MATERIALS PROVIDED:
──────────────────────────────
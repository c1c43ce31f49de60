//! `linfa-reasons` groups the predictions of a model by *why* the model made them.
//!
//! Prediction explanations ("reason codes") list, for every prediction, the input features
//! which influenced it most together with a signed strength. This crate turns a batch of such
//! explanations into a dense feature matrix, clusters the rows and prepares a scatter plot of
//! the clusters over two input columns.
//!
//! ## The pipeline
//!
//! * [`Sampler`](sample::Sampler) caps the number of rows sent for explanation
//! * [`Vectorizer`](vectorize::Vectorizer) builds one column per distinct feature name
//! * [`ScoreAugmenter`](augment::ScoreAugmenter) optionally appends the model score
//! * [`KMeans`](k_means::KMeans) or [`Hdbscan`](hdbscan::Hdbscan) assign clusters
//! * [`PlotPackager`](plot::PlotPackager) maps clusters to categories or colors
//! * a [`Renderer`](render::Renderer) writes the plot, as CSV or, with the `png` feature, as a PNG scatter plot
//!
//! [`ClusterPipeline`](pipeline::ClusterPipeline) chains all of them for a single request.
//!
//! ```
//! use linfa_reasons::explanation::{ExplanationRow, ExplanationTable, Reason, TaskType};
//! use linfa_reasons::frame::{Cell, Frame};
//! use linfa_reasons::pipeline::{Algorithm, ClusterPipeline, ClusterRequest};
//! use linfa_reasons::ParamGuard;
//!
//! let rows = (0..10)
//!     .map(|i| ExplanationRow {
//!         row_id: i,
//!         prediction: Some(i as f64),
//!         reasons: vec![Reason::new(if i < 5 { "age" } else { "income" }, 1., 0.5)],
//!         ..Default::default()
//!     })
//!     .collect::<Vec<_>>();
//! let table = ExplanationTable::from_rows(TaskType::Regression, 1, &rows);
//! let display = Frame::new(
//!     vec!["age", "income"],
//!     (0..10)
//!         .map(|i| vec![Cell::Number(20. + i as f64), Cell::Number(1000. * i as f64)])
//!         .collect(),
//! )
//! .unwrap();
//!
//! let pipeline = ClusterPipeline::new(ClusterPipeline::params().n_reasons(1).check_unwrap());
//! let request = ClusterRequest::new(
//!     TaskType::Regression,
//!     Algorithm::Density { min_cluster_size: 2 },
//!     "age",
//!     "income",
//! )
//! .include_score(false);
//! let output = pipeline.cluster_explanations(&table, &display, &request).unwrap();
//!
//! assert_eq!(output.matrix.nfeatures(), 2);
//! assert_eq!(output.plot.npoints(), 10);
//! assert!(!output.plot.is_3d());
//! ```

pub mod augment;
pub mod cluster;
pub mod distance;
pub mod error;
pub mod explanation;
pub mod frame;
pub mod hdbscan;
pub mod k_means;
pub mod matrix;
pub mod metrics;
pub mod param_guard;
pub mod pipeline;
pub mod plot;
pub mod prelude;
pub mod render;
pub mod sample;
pub mod traits;
pub mod vectorize;

pub use error::{Error, Result};
pub use param_guard::ParamGuard;
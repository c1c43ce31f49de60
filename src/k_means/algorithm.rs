use std::collections::HashMap;

use crate::distance::{Distance, L2Dist};
use crate::k_means::errors::KMeansError;
use crate::k_means::helpers::IncrementalMean;
use crate::k_means::{KMeansParams, KMeansValidParams};
use crate::traits::{Fit, Predict};
use ndarray::{Array1, Array2, ArrayBase, Axis, Data, Ix1, Ix2, Zip};
use rand::{Rng, SeedableRng};
use rand_xoshiro::Xoshiro256Plus;

#[cfg(feature = "serde")]
use serde_crate::{Deserialize, Serialize};

#[cfg_attr(
    feature = "serde",
    derive(Serialize, Deserialize),
    serde(crate = "serde_crate")
)]
#[derive(Clone, Debug, PartialEq)]
/// K-means clustering aims to partition a set of unlabeled observations into clusters,
/// where each observation belongs to the cluster with the nearest mean.
///
/// The mean of the points within a cluster is called *centroid*.
///
/// Given the set of centroids, you can assign an observation to a cluster
/// choosing the nearest centroid.
///
/// ## Algorithm
///
/// K-means is an iterative algorithm: it progressively refines the choice of centroids.
/// It always converges, although possibly to a local minimum, so the whole procedure is
/// repeated `n_runs` times from different initial centroids and the run with the lowest
/// inertia is kept.
///
/// - initialisation step: select initial centroids with one of the [`KMeansInit`](crate::k_means::KMeansInit) strategies;
/// - assignment step: assign each observation to the nearest centroid (euclidean distance);
/// - update step: recompute the centroid of each cluster as the mean of its observations.
///   A cluster left without observations keeps its previous centroid.
///
/// Assignment and update are repeated until no observation changes cluster, the centroids
/// move by at most `tolerance`, or `max_n_iterations` is reached.
///
/// ## Example
///
/// ```
/// use linfa_reasons::k_means::KMeans;
/// use linfa_reasons::traits::{Fit, Predict};
/// use ndarray::array;
///
/// let observations = array![[0., 0.], [0.1, 0.], [10., 10.], [10.1, 10.]];
/// let model = KMeans::params(2).fit(&observations).unwrap();
///
/// let labels = model.predict(&observations);
/// assert_eq!(labels[0], labels[1]);
/// assert_eq!(labels[2], labels[3]);
/// assert_ne!(labels[0], labels[2]);
/// ```
pub struct KMeans {
    centroids: Array2<f64>,
    cluster_count: Array1<usize>,
    inertia: f64,
}

impl KMeans {
    /// Parameters with a generator seeded with a fixed value, so fits are reproducible
    pub fn params(n_clusters: usize) -> KMeansParams<Xoshiro256Plus> {
        KMeansParams::new(n_clusters, Xoshiro256Plus::seed_from_u64(42))
    }

    pub fn params_with_rng<R: Rng>(n_clusters: usize, rng: R) -> KMeansParams<R> {
        KMeansParams::new(n_clusters, rng)
    }

    /// Return the set of centroids as a 2-dimensional matrix with shape
    /// `(n_centroids, n_features)`.
    pub fn centroids(&self) -> &Array2<f64> {
        &self.centroids
    }

    /// Number of training observations assigned to each centroid
    pub fn cluster_count(&self) -> &Array1<usize> {
        &self.cluster_count
    }

    /// Sum of the squared distances of the training observations to their closest centroid
    pub fn inertia(&self) -> f64 {
        self.inertia
    }
}

impl<R: Rng + Clone, D: Data<Elem = f64>> Fit<ArrayBase<D, Ix2>, KMeansError>
    for KMeansValidParams<R>
{
    type Object = KMeans;

    /// Given an input matrix `observations`, with shape `(n_observations, n_features)`,
    /// `fit` identifies `n_clusters` centroids based on the training data distribution.
    ///
    /// An instance of `KMeans` is returned.
    fn fit(&self, observations: &ArrayBase<D, Ix2>) -> Result<KMeans, KMeansError> {
        let (n_samples, n_features) = observations.dim();
        if n_features == 0 {
            return Err(KMeansError::EmptyFeatures);
        }
        if n_samples < self.n_clusters() {
            return Err(KMeansError::TooFewObservations {
                n_clusters: self.n_clusters(),
                n_samples,
            });
        }

        let mut rng = self.rng().clone();
        let observations = observations.view();
        let mut best: Option<(Array2<f64>, Array1<usize>, f64)> = None;

        for _ in 0..self.n_runs() {
            let mut centroids = self
                .init_method()
                .run(self.n_clusters(), observations, &mut rng);
            let mut memberships = Array1::from_elem(n_samples, usize::MAX);
            let mut dists = Array1::zeros(n_samples);

            for _ in 0..self.max_n_iterations() {
                let changed = update_memberships_and_dists(
                    &centroids,
                    &observations,
                    &mut memberships,
                    &mut dists,
                );
                if !changed {
                    break;
                }
                let new_centroids = compute_centroids(&centroids, &observations, &memberships);
                let shift = (&centroids - &new_centroids)
                    .mapv(|x| x * x)
                    .sum()
                    .sqrt();
                centroids = new_centroids;
                if shift <= self.tolerance() {
                    break;
                }
            }
            // memberships and distances have to describe the final centroids
            update_memberships_and_dists(&centroids, &observations, &mut memberships, &mut dists);

            let inertia = dists.sum();
            let better = best
                .as_ref()
                .map_or(true, |(_, _, min_inertia)| inertia < *min_inertia);
            if better {
                best = Some((centroids, memberships, inertia));
            }
        }

        match best {
            Some((centroids, memberships, inertia)) => {
                let mut cluster_count = Array1::zeros(self.n_clusters());
                memberships
                    .iter()
                    .for_each(|&cluster| cluster_count[cluster] += 1);
                Ok(KMeans {
                    centroids,
                    cluster_count,
                    inertia,
                })
            }
            // n_runs is checked to be positive
            None => Err(KMeansError::InvalidParams(
                crate::k_means::KMeansParamsError::NRuns,
            )),
        }
    }
}

impl<D: Data<Elem = f64>> Predict<&ArrayBase<D, Ix2>, Array1<usize>> for KMeans {
    /// Given an input matrix `observations`, with shape `(n_observations, n_features)`,
    /// `predict` returns, for each observation, the index of the closest cluster/centroid.
    ///
    /// You can retrieve the centroid associated to an index using the
    /// [`centroids` method](#method.centroids).
    fn predict(&self, observations: &ArrayBase<D, Ix2>) -> Array1<usize> {
        observations
            .rows()
            .into_iter()
            .map(|observation| closest_centroid(&self.centroids, &observation).0)
            .collect()
    }
}

impl<D: Data<Elem = f64>> Predict<&ArrayBase<D, Ix1>, usize> for KMeans {
    /// Given one input observation, return the index of its closest cluster
    fn predict(&self, observation: &ArrayBase<D, Ix1>) -> usize {
        closest_centroid(&self.centroids, observation).0
    }
}

/// Assign every observation to its closest centroid, storing the squared distance to it.
/// Returns whether any membership changed.
fn update_memberships_and_dists(
    centroids: &Array2<f64>,
    observations: &ArrayBase<impl Data<Elem = f64>, Ix2>,
    memberships: &mut Array1<usize>,
    dists: &mut Array1<f64>,
) -> bool {
    let mut changed = false;
    Zip::from(observations.axis_iter(Axis(0)))
        .and(memberships)
        .and(dists)
        .for_each(|observation, membership, dist| {
            let (closest, distance) = closest_centroid(centroids, &observation);
            if *membership != closest {
                changed = true;
                *membership = closest;
            }
            *dist = distance;
        });
    changed
}

/// K-means is an iterative algorithm.
/// We will perform the assignment and update steps until we are satisfied
/// (according to our convergence criteria).
///
/// `compute_centroids` returns a 2-dimensional array,
/// where the i-th row corresponds to the i-th cluster.
fn compute_centroids(
    old_centroids: &Array2<f64>,
    // (n_observations, n_features)
    observations: &ArrayBase<impl Data<Elem = f64>, Ix2>,
    // (n_observations,)
    cluster_memberships: &ArrayBase<impl Data<Elem = usize>, Ix1>,
) -> Array2<f64> {
    let mut means: HashMap<usize, IncrementalMean> = HashMap::new();
    Zip::from(observations.rows())
        .and(cluster_memberships)
        .for_each(|observation, &cluster| {
            means
                .entry(cluster)
                .and_modify(|mean| mean.update(&observation))
                .or_insert_with(|| IncrementalMean::new(observation.to_owned()));
        });

    let mut centroids = old_centroids.clone();
    for (cluster, mean) in means {
        centroids.row_mut(cluster).assign(&mean.current_mean);
    }
    centroids
}

/// Index of the closest centroid and the squared euclidean distance to it
///
/// `centroids` must have at least one row.
pub(crate) fn closest_centroid(
    // (n_centroids, n_features)
    centroids: &ArrayBase<impl Data<Elem = f64>, Ix2>,
    // (n_features)
    observation: &ArrayBase<impl Data<Elem = f64>, Ix1>,
) -> (usize, f64) {
    centroids
        .rows()
        .into_iter()
        .map(|centroid| L2Dist.rdistance(centroid, observation.view()))
        .enumerate()
        .fold((0, f64::INFINITY), |(closest, minimum), (idx, distance)| {
            if distance < minimum {
                (idx, distance)
            } else {
                (closest, minimum)
            }
        })
}

#[cfg(test)]
mod tests {
    use super::super::KMeansInit;
    use super::*;
    use crate::param_guard::ParamGuard;
    use approx::assert_abs_diff_eq;
    use ndarray::{array, concatenate, Array};
    use ndarray_rand::rand_distr::{Normal, Uniform};
    use ndarray_rand::RandomExt;

    fn blobs(rng: &mut Xoshiro256Plus) -> Array2<f64> {
        let blob = |x: f64, y: f64, rng: &mut Xoshiro256Plus| {
            let noise = Array::random_using((100, 2), Normal::new(0., 0.5).unwrap(), rng);
            noise + &array![x, y]
        };
        concatenate![
            Axis(0),
            blob(0., 1., &mut *rng),
            blob(-10., 20., &mut *rng),
            blob(-1., 10., &mut *rng)
        ]
    }

    #[test]
    fn oracle_test_for_closest_centroid() {
        let centroids = array![[0., 0.], [1., 2.], [20., 0.], [0., 20.],];
        let observations = array![[1., 0.6], [20., 2.], [20., 0.], [7., 20.],];
        let memberships = observations
            .rows()
            .into_iter()
            .map(|obs| closest_centroid(&centroids, &obs).0)
            .collect::<Array1<_>>();

        assert_eq!(memberships, array![0, 2, 2, 3]);
    }

    #[test]
    fn nothing_is_closer_than_self() {
        let n_centroids = 20;
        let mut rng = Xoshiro256Plus::seed_from_u64(42);
        let centroids: Array2<f64> =
            Array::random_using((n_centroids, 5), Uniform::new(-100., 100.), &mut rng);

        let memberships = centroids
            .rows()
            .into_iter()
            .map(|obs| closest_centroid(&centroids, &obs))
            .collect::<Vec<_>>();
        for (idx, (closest, dist)) in memberships.into_iter().enumerate() {
            assert_eq!(closest, idx);
            assert_abs_diff_eq!(dist, 0.);
        }
    }

    #[test]
    fn compute_centroids_works() {
        let observations = array![[1., 2.], [3., 4.], [10., 10.], [12., 10.]];
        let memberships = array![0, 0, 1, 1];
        let old = array![[0., 0.], [0., 0.], [5., 5.]];
        let centroids = compute_centroids(&old, &observations, &memberships);
        // the third cluster is empty and keeps its centroid
        assert_abs_diff_eq!(centroids, array![[2., 3.], [11., 10.], [5., 5.]]);
    }

    #[test]
    fn finds_three_blobs() {
        let mut rng = Xoshiro256Plus::seed_from_u64(42);
        let data = blobs(&mut rng);

        for init in &[KMeansInit::KMeansPlusPlus, KMeansInit::Random] {
            let model = KMeans::params_with_rng(3, rng.clone())
                .init_method(*init)
                .fit(&data)
                .unwrap();

            let mut centroids = model
                .centroids()
                .rows()
                .into_iter()
                .map(|row| (row[0], row[1]))
                .collect::<Vec<_>>();
            centroids.sort_by(|a, b| a.0.partial_cmp(&b.0).unwrap());
            assert_abs_diff_eq!(centroids[0].0, -10., epsilon = 0.3);
            assert_abs_diff_eq!(centroids[0].1, 20., epsilon = 0.3);
            assert_abs_diff_eq!(centroids[1].0, -1., epsilon = 0.3);
            assert_abs_diff_eq!(centroids[1].1, 10., epsilon = 0.3);
            assert_abs_diff_eq!(centroids[2].0, 0., epsilon = 0.3);
            assert_abs_diff_eq!(centroids[2].1, 1., epsilon = 0.3);

            assert_eq!(model.cluster_count().sum(), 300);
            assert!(model.cluster_count().iter().all(|&count| count == 100));
        }
    }

    #[test]
    fn predict_matches_training_assignment() {
        let mut rng = Xoshiro256Plus::seed_from_u64(3);
        let data = blobs(&mut rng);
        let model = KMeans::params(3).fit(&data).unwrap();
        let labels = model.predict(&data);

        assert_eq!(labels.len(), 300);
        assert!(labels.iter().all(|&label| label < 3));
        let mut counts = Array1::<usize>::zeros(3);
        labels.iter().for_each(|&label| counts[label] += 1);
        assert_eq!(&counts, model.cluster_count());

        let single: usize = model.predict(&data.row(0));
        assert_eq!(single, labels[0]);
    }

    #[test]
    fn same_seed_same_model() {
        let data = blobs(&mut Xoshiro256Plus::seed_from_u64(11));
        let first = KMeans::params(3).n_runs(2).fit(&data).unwrap();
        let second = KMeans::params(3).n_runs(2).fit(&data).unwrap();
        assert_eq!(first, second);
    }

    #[test]
    fn inertia_is_zero_when_every_point_is_a_centroid() {
        let data = array![[0., 0.], [5., 5.], [10., 0.]];
        let model = KMeans::params(3).fit(&data).unwrap();
        assert_abs_diff_eq!(model.inertia(), 0.);
    }

    #[test]
    fn more_clusters_than_observations() {
        let data = array![[0., 0.], [1., 1.]];
        let res = KMeans::params(3).fit(&data);
        assert!(matches!(
            res,
            Err(KMeansError::TooFewObservations {
                n_clusters: 3,
                n_samples: 2
            })
        ));
    }

    #[test]
    fn no_features() {
        let data = Array2::<f64>::zeros((4, 0));
        assert!(matches!(
            KMeans::params(2).fit(&data),
            Err(KMeansError::EmptyFeatures)
        ));
    }

    #[test]
    fn invalid_params_are_rejected() {
        let data = array![[0., 0.], [1., 1.]];
        assert!(matches!(
            KMeans::params(0).fit(&data),
            Err(KMeansError::InvalidParams(_))
        ));
        assert!(KMeans::params(2).tolerance(-1.).check_ref().is_err());
    }
}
──────────────────────────────
WHAT IS EXPECTED: Starting with the line above that holds "minimum), (idx, distance)|" and stopping with the line that holds "[20., 0.], [7., 20.],];", reproduce each line exactly, omitting all other lines.

RESPONSE BELOW:
        .fold((0, f64::INFINITY), |(closest, minimum), (idx, distance)| {
            if distance < minimum {
                (idx, distance)
            } else {
                (closest, minimum)
            }
        })
}

#[cfg(test)]
mod tests {
    use super::super::KMeansInit;
    use super::*;
    use crate::param_guard::ParamGuard;
    use approx::assert_abs_diff_eq;
    use ndarray::{array, concatenate, Array};
    use ndarray_rand::rand_distr::{Normal, Uniform};
    use ndarray_rand::RandomExt;

    fn blobs(rng: &mut Xoshiro256Plus) -> Array2<f64> {
        let blob = |x: f64, y: f64, rng: &mut Xoshiro256Plus| {
            let noise = Array::random_using((100, 2), Normal::new(0., 0.5).unwrap(), rng);
            noise + &array![x, y]
        };
        concatenate![
            Axis(0),
            blob(0., 1., &mut *rng),
            blob(-10., 20., &mut *rng),
            blob(-1., 10., &mut *rng)
        ]
    }

    #[test]
    fn oracle_test_for_closest_centroid() {
        let centroids = array![[0., 0.], [1., 2.], [20., 0.], [0., 20.],];
        let observations = array![[1., 0.6], [20., 2.], [20., 0.], [7., 20.],];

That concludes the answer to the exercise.